After a few moments of searching, our ultrasound tech confirmed what I already knew to be true. His heart was not beating, and mine was aching.

I was moved into another room to wait to meet with other nurses and doctors who would tell me what to expect in the coming days and weeks. As I sat in the silence, feeling as though I couldn’t breathe, I realized that my husband was still unaware of the sorrow that had come upon us. How do you tell someone over the phone that their baby has died? How could I find the words to tell him that we would not be meeting this sweet baby on this side of eternity?

When I finally left the doctors’ office several hours after I had anticipated being there, I wept. All the way home I wept.  And when I walked in the house and sat down on the couch next to my husband, Jesse, we both wept together. And at that moment a choice was set before us. We could choose to turn inward, focusing on our own needs, and wallowing through grief serving ourselves, or we could choose to come together, honoring the Lord as we served one another. 

Grief has a way of blinding us to the opportunities to serve that are all around us. Sometimes we miss them entirely, and sometimes we simply choose to ignore those opportunities when they come. But while I knew that navigating through the loss of a child would be agonizing and painful, I was certain that I did not want to walk this road in a way that distanced me from the man I had pledged my life and devotion to. And so I chose to serve.

I knew that Jesse desperately wished he could take away the pain that I was feeling. But he was helpless. He could do nothing to change the circumstances of our sorrow. He was powerless to undo the grief that we bore. And I knew that too. 

One of the ways I chose to serve him was not to expect him to save me from grief. I did not want to burden him further by looking to him for rescue. Although his grief looked different from mine, I knew that his heart ached with missing our baby as much as mine did. And it would’t be fair for me to expect from him what can only be supplied by the Lord.

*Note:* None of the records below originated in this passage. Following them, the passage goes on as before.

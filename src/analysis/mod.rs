//! Analysis of accumulated runs: frequency views and limit-shape estimation

/// Per-cell visitation counts and their JSON report
pub mod counts;
/// Scaling, interpolation and isosurface extraction of accumulated counts
pub mod limit_shape;
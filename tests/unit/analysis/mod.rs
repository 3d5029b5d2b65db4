mod limit_shape;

Please don’t misunderstand me. Jesse was an enormous comfort and encouragement to me, but he could not mend the brokenness of my heart. The Lord used Him in tremendous ways to guide and strengthen me in the midst of sorrow, but he, himself, was not my hope. I served Jesse by anchoring my hope in our mighty God, not in him. 

Jesse is a doer. He loves to fill his time with adventure and activities. And the same was true in the beginning days and weeks of our losses. To be honest, in those early days I just wanted to sit at home, praying, reading, reflecting, crying, and mourning within the safety of our home, but I knew I could serve Jesse in grief by “doing” with him. 

Our anniversary was just a few weeks after our first miscarriage. We had planned to take a trip, just the two of us, to celebrate. I was still waiting for my body to respond to the miscarriage, and was every day living in the tension of waiting for yet dreading the moment when I would no longer be carrying our baby’s lifeless body inside my own.   Even though a weekend away sounded overwhelming and being apart from our other children for a few days seemed lonely, I knew that this weekend was exactly what Jesse needed. So we went. Serving Jesse at this time was choosing to spend time with him sightseeing, eating out, and going to a baseball game.

And can I just tell you that I am so glad I did? 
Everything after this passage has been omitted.